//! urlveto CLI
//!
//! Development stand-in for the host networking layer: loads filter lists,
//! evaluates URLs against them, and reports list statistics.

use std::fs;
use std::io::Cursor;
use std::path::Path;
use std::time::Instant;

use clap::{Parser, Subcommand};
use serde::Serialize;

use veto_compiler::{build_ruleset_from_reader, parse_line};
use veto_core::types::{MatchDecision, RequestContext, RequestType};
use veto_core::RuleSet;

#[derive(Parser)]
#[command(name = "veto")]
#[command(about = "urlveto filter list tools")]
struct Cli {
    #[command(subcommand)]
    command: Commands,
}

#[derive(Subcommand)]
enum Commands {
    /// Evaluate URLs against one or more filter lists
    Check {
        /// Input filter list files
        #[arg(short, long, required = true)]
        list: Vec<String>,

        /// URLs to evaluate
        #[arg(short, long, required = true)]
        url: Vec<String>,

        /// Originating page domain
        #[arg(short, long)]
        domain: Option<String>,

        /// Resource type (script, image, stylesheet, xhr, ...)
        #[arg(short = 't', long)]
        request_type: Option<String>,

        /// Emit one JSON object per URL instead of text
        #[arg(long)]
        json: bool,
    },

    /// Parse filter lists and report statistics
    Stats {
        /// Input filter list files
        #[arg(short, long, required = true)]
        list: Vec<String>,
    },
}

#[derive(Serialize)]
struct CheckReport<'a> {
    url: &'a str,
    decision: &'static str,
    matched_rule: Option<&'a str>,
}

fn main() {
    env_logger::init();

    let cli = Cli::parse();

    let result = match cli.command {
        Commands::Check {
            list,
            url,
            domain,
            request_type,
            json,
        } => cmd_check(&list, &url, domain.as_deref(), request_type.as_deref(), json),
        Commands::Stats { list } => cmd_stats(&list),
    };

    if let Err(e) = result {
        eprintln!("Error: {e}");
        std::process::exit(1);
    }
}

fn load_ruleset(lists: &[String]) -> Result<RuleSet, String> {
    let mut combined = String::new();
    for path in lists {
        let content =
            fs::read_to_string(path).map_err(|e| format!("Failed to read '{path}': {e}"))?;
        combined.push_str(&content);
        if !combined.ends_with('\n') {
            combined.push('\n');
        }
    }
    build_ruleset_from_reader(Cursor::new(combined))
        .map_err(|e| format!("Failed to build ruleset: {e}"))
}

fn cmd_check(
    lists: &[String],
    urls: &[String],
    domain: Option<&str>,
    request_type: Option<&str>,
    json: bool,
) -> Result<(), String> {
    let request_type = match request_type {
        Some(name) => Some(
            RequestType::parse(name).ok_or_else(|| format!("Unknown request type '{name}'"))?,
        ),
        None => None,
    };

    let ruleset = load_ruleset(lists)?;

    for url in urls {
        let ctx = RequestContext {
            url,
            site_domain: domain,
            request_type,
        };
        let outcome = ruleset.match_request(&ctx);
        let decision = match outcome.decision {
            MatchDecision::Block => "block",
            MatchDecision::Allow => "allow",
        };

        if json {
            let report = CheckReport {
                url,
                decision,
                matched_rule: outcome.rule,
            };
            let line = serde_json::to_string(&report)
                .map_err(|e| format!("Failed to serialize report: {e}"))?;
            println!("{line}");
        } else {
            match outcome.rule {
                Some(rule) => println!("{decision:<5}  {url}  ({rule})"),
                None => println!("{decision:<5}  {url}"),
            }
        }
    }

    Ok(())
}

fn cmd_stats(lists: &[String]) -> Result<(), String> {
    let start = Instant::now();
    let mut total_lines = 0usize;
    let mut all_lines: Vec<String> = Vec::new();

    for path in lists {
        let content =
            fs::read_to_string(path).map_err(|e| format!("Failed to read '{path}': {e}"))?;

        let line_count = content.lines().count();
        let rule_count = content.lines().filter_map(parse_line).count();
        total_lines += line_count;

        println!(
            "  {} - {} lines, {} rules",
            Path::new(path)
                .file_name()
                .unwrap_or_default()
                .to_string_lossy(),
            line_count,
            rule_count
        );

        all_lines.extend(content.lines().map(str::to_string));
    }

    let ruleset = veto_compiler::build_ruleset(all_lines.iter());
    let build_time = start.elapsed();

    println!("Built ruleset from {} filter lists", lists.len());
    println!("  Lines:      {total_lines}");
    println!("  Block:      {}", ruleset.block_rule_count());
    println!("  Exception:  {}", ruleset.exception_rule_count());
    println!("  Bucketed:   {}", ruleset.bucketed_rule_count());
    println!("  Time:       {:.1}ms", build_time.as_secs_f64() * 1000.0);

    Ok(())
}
◆ ◆ ◆ ◆ ◆
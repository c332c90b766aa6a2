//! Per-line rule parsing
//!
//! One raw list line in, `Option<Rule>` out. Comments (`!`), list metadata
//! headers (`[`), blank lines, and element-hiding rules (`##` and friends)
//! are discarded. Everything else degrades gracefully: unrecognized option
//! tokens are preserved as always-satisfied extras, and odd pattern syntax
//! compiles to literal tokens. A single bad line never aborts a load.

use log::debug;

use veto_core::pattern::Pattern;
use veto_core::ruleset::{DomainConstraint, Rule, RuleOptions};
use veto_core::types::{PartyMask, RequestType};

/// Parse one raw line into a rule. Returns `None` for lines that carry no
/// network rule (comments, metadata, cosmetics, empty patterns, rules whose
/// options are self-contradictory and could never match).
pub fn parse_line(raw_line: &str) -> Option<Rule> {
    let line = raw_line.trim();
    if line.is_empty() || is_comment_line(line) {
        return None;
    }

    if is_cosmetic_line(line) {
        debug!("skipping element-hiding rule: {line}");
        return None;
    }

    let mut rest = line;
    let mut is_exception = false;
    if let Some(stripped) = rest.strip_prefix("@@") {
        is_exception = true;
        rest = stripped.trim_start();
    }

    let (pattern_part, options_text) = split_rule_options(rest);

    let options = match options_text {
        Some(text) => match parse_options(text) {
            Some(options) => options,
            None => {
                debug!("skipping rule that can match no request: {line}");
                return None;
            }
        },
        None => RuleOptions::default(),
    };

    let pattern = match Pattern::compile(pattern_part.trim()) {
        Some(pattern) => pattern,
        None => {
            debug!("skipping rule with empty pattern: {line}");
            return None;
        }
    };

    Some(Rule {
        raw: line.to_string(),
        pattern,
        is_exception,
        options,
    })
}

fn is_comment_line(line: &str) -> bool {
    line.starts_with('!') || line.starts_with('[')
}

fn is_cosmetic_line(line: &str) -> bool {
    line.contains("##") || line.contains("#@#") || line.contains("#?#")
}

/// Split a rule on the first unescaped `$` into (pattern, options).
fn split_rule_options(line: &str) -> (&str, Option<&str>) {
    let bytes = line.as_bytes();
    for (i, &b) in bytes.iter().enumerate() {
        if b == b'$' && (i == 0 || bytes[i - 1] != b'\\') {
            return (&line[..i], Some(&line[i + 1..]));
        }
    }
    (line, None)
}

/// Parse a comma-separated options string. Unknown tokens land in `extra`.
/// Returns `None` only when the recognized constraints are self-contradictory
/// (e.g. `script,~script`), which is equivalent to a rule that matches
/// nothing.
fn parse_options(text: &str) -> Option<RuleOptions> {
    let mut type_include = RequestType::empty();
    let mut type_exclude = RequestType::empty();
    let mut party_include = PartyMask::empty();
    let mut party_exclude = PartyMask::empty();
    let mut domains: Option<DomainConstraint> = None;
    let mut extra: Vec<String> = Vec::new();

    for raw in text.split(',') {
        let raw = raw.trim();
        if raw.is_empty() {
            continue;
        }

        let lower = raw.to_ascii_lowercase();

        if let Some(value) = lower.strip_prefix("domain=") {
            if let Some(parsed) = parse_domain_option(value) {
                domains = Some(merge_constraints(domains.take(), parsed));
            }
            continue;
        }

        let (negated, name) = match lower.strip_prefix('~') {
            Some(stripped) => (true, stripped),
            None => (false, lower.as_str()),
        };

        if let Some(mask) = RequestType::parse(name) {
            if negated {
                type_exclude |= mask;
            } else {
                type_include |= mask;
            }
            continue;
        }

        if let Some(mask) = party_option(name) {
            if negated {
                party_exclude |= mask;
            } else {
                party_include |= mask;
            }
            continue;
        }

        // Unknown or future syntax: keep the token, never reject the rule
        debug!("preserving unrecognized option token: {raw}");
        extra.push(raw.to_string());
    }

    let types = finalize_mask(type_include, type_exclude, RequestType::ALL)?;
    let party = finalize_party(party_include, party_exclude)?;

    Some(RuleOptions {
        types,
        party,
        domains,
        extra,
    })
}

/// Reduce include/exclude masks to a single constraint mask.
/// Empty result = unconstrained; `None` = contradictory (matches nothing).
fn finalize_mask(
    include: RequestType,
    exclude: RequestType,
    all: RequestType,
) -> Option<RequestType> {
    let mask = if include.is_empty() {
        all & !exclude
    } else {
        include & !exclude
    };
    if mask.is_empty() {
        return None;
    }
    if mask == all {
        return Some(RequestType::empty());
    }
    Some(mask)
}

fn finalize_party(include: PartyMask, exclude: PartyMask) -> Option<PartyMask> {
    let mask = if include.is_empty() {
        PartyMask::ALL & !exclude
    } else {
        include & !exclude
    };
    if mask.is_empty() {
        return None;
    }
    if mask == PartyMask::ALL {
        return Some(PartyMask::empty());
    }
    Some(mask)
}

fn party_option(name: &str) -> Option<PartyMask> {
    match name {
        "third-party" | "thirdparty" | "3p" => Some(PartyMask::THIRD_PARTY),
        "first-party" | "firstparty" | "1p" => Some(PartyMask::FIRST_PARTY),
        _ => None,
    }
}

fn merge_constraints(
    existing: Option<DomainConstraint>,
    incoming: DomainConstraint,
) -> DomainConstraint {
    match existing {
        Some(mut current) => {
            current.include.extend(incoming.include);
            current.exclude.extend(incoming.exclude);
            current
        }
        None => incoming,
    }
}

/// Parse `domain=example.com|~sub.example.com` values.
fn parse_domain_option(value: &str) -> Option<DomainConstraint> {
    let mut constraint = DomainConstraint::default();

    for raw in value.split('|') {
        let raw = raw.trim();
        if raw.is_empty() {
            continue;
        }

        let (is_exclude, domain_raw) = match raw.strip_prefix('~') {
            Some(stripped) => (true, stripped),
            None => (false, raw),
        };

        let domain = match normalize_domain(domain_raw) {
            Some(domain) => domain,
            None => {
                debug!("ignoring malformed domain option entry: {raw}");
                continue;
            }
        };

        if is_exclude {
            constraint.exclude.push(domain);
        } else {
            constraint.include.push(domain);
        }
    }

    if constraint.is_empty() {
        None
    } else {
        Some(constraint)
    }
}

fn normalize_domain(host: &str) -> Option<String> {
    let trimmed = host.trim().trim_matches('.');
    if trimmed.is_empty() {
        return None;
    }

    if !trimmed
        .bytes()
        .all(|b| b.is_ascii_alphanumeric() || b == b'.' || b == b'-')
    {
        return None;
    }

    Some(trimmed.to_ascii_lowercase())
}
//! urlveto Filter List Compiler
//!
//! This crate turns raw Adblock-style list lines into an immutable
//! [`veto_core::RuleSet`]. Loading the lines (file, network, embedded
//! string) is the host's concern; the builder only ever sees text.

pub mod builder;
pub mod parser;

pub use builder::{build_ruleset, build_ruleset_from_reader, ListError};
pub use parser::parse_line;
◆ ◆ ◆ ◆ ◆
• WHAT THE EXERCISE ASKS
For the string "false", give the number of lines in the records that contain it and nothing besides.

• WRITTEN RESPONSE
3